Exercise brief — There is one span to output from the data below: the lines starting at the line with "filename apps/timekeep/src/auth/mod.rs" and ending at the line with "on top of it.". Output it exactly, ends included, nothing more.

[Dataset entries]

= Beginning of Section =

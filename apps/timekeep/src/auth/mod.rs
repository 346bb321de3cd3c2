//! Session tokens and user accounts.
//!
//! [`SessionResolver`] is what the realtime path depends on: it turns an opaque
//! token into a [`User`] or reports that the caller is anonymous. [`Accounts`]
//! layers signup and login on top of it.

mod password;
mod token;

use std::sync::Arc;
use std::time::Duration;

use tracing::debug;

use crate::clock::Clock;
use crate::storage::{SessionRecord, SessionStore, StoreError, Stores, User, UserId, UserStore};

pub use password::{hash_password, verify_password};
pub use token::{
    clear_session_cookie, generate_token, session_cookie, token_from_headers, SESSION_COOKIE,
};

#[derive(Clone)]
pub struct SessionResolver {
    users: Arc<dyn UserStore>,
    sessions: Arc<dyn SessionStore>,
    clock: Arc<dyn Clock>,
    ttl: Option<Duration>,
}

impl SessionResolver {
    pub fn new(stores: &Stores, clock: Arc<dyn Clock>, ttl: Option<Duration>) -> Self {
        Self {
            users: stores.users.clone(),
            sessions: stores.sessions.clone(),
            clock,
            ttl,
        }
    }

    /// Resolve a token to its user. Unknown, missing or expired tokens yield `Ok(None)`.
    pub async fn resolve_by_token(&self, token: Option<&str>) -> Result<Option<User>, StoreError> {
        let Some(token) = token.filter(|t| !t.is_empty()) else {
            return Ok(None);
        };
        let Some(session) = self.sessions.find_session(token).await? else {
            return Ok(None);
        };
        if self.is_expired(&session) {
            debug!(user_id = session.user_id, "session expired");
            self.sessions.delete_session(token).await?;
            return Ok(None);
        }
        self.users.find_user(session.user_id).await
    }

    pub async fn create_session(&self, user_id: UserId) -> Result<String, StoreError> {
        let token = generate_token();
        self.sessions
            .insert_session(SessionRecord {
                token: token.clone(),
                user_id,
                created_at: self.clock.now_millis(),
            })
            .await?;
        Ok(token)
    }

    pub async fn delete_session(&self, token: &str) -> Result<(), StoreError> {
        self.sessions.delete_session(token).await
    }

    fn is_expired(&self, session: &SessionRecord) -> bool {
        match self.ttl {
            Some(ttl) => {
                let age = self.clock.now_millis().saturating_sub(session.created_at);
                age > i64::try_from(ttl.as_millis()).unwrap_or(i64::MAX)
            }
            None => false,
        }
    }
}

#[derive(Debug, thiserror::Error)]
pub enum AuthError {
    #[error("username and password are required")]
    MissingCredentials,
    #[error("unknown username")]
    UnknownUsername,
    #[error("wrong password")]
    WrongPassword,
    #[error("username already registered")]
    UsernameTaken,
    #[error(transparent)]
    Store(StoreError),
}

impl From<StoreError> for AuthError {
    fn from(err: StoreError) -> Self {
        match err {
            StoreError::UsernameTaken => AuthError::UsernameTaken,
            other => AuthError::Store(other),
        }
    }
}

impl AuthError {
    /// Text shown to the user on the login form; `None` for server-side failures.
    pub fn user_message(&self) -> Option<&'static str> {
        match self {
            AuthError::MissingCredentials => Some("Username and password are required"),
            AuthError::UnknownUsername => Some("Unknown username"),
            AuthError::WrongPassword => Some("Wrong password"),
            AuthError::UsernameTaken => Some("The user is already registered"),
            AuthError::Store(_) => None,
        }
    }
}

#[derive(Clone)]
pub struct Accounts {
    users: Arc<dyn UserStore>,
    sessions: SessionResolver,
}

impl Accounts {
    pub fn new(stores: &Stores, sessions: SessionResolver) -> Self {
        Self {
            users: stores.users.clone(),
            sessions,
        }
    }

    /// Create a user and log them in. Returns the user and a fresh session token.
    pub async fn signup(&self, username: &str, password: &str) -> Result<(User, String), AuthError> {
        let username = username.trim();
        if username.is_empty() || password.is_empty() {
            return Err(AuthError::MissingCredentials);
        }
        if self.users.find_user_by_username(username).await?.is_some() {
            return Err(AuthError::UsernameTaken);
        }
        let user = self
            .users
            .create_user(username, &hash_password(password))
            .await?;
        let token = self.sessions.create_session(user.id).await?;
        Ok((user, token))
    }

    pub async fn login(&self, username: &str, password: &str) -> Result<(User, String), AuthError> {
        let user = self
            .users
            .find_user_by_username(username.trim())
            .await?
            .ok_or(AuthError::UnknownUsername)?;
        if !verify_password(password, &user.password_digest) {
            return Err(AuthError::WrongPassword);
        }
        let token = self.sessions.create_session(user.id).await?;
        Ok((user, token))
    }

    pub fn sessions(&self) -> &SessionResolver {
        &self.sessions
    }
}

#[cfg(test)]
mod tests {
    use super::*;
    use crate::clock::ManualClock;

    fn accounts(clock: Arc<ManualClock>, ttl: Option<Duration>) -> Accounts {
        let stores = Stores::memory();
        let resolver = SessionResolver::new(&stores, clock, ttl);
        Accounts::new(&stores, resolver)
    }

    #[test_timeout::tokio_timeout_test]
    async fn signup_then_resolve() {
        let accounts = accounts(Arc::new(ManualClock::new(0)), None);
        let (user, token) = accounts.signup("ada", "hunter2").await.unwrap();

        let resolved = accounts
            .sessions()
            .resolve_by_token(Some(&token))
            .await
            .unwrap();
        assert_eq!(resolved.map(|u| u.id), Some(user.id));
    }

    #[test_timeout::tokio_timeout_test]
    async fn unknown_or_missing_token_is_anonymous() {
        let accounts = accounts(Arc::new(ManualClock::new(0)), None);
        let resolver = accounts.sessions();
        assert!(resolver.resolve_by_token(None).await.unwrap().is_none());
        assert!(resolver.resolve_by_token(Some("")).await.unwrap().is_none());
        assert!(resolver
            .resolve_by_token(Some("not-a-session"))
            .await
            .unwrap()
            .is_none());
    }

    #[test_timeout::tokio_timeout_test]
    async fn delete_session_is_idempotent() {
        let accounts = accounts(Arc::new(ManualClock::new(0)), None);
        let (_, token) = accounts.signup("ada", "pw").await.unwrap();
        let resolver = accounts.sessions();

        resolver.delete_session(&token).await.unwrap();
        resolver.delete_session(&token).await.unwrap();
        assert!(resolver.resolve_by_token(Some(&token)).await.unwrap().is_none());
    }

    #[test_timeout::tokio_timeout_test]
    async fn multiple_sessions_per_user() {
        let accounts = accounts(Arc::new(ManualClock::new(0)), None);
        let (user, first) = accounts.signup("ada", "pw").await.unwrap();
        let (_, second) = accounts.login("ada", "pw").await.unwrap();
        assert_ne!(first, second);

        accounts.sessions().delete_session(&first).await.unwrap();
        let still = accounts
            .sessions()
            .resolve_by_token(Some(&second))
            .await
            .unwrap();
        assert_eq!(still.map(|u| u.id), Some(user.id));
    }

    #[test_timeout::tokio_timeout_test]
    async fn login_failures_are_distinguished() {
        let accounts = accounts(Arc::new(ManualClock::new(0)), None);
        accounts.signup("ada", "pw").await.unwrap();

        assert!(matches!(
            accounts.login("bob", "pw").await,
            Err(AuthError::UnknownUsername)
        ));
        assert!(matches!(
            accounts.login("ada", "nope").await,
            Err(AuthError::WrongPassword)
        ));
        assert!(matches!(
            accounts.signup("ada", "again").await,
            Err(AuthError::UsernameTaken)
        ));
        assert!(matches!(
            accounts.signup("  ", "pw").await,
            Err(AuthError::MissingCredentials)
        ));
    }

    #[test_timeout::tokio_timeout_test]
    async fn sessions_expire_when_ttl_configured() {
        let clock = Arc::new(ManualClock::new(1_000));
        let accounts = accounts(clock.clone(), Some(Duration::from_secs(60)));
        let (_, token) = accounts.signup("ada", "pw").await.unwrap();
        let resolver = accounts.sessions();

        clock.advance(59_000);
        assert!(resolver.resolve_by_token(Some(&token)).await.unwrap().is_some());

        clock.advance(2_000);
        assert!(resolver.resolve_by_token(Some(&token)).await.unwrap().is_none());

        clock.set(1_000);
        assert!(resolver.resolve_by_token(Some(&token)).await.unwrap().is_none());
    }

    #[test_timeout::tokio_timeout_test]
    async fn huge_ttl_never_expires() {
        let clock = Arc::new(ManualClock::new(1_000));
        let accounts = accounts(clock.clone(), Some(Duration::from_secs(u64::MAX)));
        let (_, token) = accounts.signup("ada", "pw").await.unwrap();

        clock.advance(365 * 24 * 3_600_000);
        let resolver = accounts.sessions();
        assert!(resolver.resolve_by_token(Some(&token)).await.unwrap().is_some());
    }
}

= End of Section =
= Beginning of Section =

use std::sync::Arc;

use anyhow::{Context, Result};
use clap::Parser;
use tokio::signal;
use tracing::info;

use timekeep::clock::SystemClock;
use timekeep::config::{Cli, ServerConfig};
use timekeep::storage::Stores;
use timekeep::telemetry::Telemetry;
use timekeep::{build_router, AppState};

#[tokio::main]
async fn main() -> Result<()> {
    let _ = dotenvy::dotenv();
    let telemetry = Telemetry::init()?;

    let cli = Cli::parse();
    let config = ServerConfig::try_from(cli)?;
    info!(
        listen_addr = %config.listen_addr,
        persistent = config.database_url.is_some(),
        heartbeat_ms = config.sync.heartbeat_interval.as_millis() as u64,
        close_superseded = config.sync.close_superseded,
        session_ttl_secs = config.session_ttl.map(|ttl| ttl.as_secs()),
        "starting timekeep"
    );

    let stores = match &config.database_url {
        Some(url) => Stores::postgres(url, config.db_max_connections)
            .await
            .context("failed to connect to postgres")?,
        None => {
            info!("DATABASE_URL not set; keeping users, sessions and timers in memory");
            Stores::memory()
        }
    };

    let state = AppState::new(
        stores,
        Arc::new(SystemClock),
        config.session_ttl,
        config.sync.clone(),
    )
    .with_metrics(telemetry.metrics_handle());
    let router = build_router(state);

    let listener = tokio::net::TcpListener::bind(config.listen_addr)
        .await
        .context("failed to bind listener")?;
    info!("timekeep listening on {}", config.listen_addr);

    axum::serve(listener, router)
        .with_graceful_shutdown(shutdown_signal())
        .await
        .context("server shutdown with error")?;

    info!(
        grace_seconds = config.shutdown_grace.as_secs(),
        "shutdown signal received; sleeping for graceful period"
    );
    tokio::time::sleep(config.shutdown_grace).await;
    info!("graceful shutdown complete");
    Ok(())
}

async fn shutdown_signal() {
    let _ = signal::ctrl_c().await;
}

= End of Section =

Output for this task —
filename apps/timekeep/src/auth/mod.rs
repository 346bb321de3cd3c2
//! Session tokens and user accounts.
//!
//! [`SessionResolver`] is what the realtime path depends on: it turns an opaque
//! token into a [`User`] or reports that the caller is anonymous. [`Accounts`]
//! layers signup and login on top of it.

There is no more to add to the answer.